◆ Exercise instructions
Return every line of the data that contains the string "push".
+++ Excerpted records
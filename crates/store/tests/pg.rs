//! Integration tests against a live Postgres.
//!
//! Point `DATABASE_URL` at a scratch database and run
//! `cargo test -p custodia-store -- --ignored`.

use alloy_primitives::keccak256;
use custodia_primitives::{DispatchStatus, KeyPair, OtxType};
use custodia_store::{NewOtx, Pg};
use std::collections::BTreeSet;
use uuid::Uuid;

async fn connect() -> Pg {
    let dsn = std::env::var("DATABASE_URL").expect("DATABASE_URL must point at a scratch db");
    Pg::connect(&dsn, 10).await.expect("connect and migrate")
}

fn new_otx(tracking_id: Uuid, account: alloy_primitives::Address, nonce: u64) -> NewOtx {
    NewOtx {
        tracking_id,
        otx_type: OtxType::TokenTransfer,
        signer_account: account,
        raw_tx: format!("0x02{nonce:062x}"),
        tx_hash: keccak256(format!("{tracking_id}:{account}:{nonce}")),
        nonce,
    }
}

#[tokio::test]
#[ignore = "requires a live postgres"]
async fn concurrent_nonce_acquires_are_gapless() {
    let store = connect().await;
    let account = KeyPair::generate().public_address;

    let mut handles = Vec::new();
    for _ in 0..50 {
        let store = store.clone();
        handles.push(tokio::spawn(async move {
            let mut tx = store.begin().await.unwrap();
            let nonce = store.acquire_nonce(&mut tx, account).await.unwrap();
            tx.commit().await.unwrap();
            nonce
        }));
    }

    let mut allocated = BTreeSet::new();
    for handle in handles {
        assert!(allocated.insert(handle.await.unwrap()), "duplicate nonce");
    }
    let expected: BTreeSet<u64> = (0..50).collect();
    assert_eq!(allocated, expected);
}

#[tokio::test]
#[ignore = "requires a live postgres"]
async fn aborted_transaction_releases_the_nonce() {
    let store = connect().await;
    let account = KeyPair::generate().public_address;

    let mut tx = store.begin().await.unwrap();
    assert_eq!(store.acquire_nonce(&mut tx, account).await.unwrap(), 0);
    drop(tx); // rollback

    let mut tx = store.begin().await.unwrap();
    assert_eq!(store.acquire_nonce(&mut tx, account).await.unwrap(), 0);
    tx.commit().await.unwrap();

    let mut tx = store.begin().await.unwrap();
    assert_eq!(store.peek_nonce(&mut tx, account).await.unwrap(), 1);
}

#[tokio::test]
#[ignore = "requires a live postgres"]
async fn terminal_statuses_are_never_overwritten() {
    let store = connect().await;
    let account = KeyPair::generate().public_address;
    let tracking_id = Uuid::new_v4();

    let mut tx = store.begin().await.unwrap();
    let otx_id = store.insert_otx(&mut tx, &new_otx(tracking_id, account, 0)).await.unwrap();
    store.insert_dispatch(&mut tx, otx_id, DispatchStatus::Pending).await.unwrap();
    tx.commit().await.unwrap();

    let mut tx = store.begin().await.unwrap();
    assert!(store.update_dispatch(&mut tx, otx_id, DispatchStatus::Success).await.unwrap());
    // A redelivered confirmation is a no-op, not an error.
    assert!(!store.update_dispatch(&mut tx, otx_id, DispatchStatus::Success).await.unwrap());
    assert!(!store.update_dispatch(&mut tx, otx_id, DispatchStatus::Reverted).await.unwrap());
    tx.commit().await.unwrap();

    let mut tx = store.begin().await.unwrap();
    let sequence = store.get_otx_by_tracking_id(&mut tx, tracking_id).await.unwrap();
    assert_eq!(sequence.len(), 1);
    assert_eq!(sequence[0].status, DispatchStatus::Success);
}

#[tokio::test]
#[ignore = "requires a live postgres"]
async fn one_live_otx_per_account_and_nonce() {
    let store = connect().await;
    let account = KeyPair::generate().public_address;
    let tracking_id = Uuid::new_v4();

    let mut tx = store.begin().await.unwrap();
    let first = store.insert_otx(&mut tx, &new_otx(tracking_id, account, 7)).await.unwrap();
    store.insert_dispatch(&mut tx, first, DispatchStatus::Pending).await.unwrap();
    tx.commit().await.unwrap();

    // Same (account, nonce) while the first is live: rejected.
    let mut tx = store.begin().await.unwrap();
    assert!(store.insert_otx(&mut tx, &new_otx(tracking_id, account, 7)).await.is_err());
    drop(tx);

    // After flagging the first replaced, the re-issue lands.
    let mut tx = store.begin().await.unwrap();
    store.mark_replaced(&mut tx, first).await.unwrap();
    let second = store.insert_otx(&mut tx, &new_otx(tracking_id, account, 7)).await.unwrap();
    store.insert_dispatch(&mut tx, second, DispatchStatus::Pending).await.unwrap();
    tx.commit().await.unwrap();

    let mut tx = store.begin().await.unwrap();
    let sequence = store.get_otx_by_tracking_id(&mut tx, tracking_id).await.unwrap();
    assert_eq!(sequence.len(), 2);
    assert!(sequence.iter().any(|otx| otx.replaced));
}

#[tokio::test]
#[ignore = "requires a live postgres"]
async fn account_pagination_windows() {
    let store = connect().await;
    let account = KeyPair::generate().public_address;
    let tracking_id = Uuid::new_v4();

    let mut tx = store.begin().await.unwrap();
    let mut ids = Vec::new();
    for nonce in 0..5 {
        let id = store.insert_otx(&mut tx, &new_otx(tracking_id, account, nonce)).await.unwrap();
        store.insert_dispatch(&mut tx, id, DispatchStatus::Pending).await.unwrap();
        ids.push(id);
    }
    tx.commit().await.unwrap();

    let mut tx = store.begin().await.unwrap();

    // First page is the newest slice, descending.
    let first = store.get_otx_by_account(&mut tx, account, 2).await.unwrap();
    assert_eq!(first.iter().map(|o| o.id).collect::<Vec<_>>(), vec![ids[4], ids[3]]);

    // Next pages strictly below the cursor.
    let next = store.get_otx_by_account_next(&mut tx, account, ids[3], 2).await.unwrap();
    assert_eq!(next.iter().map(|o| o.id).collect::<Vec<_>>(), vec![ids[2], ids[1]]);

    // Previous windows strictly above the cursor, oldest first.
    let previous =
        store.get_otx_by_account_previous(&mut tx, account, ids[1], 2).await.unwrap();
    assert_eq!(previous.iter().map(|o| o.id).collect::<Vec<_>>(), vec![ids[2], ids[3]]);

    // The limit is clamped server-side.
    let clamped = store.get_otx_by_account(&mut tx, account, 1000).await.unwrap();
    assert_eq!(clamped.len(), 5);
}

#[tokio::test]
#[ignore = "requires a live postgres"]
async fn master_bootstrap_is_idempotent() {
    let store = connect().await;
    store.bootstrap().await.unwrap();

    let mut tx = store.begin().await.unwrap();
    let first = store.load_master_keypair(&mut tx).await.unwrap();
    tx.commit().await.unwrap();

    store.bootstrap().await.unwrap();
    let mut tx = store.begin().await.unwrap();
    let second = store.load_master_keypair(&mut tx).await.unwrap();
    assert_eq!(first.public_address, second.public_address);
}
++++++
◆ Answer
        handles.push(tokio::spawn(async move {
        ids.push(id);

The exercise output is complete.